(Dataset entries)
----

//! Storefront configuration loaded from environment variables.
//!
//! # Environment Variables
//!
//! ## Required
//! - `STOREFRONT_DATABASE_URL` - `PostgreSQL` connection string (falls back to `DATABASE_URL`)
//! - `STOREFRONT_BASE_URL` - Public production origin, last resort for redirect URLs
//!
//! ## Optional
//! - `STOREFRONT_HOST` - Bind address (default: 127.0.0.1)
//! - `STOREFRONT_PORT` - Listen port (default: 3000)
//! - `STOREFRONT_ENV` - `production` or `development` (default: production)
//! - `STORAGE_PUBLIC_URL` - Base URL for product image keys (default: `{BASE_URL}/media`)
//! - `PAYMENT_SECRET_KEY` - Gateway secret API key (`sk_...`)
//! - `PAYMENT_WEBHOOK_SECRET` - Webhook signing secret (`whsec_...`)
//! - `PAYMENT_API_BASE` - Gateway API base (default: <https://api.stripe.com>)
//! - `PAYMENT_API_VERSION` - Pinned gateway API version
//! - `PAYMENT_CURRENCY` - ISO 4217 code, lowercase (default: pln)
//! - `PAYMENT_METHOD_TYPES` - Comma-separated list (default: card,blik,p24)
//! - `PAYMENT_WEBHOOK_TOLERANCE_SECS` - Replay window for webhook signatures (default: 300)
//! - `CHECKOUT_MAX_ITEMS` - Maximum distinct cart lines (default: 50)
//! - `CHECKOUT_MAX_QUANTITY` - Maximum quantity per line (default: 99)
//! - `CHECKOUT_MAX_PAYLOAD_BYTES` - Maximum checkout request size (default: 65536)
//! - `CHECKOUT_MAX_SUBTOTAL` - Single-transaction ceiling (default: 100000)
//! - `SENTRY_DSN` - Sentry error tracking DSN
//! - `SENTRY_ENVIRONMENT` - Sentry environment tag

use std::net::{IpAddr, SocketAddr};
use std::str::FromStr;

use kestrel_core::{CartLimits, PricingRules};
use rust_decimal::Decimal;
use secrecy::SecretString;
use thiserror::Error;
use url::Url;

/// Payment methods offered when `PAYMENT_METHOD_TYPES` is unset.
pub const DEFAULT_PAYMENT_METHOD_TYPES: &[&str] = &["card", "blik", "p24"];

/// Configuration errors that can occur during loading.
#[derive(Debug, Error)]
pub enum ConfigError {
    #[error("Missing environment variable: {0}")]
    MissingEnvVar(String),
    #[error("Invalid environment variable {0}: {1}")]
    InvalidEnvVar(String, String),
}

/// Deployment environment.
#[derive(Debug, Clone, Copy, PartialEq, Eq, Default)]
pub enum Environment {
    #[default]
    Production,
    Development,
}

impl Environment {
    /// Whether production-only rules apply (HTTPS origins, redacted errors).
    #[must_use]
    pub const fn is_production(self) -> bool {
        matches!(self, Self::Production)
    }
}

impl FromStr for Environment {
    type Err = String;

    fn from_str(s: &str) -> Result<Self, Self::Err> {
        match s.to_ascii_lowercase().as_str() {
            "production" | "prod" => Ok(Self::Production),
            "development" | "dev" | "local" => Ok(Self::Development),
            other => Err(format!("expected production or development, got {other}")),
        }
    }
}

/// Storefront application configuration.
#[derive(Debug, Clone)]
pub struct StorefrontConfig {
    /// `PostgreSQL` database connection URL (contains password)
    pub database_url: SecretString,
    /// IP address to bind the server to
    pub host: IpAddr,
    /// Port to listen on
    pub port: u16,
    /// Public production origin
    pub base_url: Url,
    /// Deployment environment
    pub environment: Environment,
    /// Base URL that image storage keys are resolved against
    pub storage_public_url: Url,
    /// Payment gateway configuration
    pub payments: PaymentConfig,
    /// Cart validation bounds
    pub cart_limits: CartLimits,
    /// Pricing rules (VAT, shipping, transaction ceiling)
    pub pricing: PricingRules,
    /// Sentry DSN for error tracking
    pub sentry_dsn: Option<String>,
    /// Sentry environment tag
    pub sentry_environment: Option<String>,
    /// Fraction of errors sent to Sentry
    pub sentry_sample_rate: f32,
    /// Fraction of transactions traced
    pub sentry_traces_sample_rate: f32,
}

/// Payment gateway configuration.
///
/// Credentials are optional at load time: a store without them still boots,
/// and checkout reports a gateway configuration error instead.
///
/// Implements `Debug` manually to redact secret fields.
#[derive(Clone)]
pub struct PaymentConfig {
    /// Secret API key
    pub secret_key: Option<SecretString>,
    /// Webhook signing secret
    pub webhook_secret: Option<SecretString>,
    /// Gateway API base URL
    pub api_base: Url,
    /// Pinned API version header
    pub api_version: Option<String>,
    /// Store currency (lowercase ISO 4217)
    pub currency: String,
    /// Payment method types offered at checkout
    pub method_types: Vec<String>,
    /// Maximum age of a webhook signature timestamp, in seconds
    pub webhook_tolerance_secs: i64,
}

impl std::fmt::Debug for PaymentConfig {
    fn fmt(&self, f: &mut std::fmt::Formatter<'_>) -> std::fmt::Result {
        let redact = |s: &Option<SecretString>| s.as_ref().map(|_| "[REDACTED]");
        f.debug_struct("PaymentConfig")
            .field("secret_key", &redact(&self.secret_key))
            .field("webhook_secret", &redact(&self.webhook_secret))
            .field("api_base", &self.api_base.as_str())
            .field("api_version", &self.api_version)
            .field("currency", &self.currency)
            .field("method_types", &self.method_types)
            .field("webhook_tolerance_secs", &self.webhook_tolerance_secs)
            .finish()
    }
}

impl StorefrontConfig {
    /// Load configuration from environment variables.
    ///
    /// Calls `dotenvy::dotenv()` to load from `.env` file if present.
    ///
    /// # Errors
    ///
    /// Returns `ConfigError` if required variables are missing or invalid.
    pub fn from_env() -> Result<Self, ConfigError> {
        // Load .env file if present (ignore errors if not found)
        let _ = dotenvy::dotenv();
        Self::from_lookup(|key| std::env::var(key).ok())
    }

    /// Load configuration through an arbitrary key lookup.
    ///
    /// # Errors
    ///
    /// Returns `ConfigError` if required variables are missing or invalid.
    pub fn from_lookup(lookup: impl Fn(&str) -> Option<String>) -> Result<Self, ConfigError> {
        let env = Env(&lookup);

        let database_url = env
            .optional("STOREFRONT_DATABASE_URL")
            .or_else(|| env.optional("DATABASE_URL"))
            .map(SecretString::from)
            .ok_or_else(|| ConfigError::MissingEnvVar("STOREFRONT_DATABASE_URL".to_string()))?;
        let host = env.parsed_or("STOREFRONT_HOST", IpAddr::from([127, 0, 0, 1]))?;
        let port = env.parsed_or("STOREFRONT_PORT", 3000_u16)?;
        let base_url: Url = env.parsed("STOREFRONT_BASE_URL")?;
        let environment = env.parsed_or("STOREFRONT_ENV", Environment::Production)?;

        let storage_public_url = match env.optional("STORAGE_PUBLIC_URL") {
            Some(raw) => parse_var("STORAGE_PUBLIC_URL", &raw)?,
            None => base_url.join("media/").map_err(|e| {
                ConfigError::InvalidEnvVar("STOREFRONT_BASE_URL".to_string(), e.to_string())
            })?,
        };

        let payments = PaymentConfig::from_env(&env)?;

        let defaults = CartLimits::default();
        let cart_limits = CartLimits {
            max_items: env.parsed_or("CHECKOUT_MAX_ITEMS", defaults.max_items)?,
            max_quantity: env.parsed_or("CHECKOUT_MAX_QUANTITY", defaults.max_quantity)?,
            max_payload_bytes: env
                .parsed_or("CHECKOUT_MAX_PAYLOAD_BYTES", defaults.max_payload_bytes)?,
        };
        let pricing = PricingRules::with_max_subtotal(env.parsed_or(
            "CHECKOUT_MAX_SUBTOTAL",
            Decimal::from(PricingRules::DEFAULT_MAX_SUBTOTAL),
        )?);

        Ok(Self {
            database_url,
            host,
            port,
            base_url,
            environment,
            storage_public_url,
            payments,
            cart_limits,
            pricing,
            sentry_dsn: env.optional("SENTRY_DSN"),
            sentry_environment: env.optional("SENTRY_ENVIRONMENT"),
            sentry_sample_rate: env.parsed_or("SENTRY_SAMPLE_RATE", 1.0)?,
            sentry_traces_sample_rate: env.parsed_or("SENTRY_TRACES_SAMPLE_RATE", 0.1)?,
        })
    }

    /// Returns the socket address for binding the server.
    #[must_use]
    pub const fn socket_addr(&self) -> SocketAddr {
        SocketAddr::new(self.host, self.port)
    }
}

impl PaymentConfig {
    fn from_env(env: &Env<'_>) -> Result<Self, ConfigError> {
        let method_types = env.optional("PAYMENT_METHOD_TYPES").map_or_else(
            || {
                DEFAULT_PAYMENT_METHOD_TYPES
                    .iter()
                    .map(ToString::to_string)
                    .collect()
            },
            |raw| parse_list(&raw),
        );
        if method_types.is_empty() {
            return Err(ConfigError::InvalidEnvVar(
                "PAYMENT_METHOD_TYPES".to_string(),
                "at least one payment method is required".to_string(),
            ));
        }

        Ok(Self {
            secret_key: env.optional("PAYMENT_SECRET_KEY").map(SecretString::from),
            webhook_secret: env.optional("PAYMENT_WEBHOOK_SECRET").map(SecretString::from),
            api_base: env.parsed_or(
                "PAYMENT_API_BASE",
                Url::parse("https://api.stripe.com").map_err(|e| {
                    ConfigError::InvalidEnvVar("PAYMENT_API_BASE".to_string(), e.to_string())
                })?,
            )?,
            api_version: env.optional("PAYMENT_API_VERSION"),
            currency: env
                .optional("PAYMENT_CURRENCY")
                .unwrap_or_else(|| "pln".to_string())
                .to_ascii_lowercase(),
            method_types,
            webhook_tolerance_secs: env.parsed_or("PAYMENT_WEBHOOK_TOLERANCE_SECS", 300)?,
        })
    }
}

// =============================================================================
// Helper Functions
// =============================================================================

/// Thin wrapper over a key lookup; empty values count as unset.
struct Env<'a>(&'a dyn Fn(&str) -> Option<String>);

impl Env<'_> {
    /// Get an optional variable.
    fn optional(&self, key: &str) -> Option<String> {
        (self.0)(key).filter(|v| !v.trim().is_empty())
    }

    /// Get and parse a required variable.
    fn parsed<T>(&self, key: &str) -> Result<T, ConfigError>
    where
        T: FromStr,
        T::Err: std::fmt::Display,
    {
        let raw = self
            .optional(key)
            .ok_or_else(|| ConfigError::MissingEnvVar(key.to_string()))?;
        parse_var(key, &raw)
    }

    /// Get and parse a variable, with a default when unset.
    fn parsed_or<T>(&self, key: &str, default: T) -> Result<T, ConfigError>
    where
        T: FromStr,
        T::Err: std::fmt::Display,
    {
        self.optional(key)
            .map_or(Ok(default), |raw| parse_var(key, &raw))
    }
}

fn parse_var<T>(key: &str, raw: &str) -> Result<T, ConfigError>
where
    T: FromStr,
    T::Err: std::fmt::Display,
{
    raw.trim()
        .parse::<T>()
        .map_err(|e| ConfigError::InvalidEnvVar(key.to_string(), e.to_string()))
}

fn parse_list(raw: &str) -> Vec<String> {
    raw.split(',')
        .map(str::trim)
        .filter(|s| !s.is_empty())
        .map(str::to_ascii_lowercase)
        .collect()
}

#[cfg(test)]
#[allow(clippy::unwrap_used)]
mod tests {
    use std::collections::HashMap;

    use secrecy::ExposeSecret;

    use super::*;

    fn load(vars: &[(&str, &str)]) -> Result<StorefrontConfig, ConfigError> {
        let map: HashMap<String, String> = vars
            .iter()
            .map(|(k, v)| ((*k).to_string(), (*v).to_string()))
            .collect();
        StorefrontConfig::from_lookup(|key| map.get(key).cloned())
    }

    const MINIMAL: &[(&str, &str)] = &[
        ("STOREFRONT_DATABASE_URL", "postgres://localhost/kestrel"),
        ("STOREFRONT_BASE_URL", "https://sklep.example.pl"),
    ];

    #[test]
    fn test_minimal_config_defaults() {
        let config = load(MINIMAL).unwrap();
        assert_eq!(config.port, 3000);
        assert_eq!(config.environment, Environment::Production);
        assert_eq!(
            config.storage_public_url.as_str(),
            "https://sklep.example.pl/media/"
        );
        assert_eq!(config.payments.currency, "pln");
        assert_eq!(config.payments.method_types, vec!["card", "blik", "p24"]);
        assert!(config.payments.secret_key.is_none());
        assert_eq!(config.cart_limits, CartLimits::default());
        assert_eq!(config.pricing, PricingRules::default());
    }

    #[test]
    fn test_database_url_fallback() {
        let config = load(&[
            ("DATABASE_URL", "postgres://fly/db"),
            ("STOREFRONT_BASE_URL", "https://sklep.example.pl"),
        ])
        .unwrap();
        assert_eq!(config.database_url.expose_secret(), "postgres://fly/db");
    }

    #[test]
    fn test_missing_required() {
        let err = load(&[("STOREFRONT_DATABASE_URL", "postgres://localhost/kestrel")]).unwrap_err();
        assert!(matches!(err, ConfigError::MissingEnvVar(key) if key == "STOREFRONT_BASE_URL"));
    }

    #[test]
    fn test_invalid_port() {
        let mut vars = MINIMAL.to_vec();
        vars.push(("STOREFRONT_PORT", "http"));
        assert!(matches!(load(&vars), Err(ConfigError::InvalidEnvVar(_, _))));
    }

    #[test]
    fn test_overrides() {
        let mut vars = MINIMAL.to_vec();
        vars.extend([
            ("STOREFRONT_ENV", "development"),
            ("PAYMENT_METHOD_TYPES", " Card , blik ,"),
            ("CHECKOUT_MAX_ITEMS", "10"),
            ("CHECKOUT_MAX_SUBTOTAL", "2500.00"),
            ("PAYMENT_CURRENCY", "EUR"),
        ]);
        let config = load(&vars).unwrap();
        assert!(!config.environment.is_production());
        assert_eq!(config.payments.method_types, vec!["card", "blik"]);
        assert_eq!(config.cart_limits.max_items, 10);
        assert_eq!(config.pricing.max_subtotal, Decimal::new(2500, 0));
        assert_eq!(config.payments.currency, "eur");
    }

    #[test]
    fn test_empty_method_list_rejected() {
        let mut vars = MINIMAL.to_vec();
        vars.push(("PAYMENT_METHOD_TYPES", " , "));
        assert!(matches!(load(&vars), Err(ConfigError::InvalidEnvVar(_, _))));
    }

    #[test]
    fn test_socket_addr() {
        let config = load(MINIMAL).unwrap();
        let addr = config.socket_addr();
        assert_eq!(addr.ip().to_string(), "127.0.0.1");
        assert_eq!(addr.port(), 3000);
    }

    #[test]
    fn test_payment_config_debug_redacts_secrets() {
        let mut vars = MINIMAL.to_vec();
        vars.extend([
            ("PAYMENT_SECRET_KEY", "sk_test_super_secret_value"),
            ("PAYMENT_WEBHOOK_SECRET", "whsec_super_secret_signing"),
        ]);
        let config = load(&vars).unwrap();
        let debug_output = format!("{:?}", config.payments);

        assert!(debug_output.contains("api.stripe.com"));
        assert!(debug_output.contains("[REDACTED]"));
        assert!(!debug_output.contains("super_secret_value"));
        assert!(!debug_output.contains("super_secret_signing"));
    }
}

----

**Task to complete:** Only lines that contain the string "InvalidEnvVar" count; pick each one out of the records and copy it.

**Solution for this exercise:**
    InvalidEnvVar(String, String),
                ConfigError::InvalidEnvVar("STOREFRONT_BASE_URL".to_string(), e.to_string())
            return Err(ConfigError::InvalidEnvVar(
                    ConfigError::InvalidEnvVar("PAYMENT_API_BASE".to_string(), e.to_string())
        .map_err(|e| ConfigError::InvalidEnvVar(key.to_string(), e.to_string()))
        assert!(matches!(load(&vars), Err(ConfigError::InvalidEnvVar(_, _))));
        assert!(matches!(load(&vars), Err(ConfigError::InvalidEnvVar(_, _))));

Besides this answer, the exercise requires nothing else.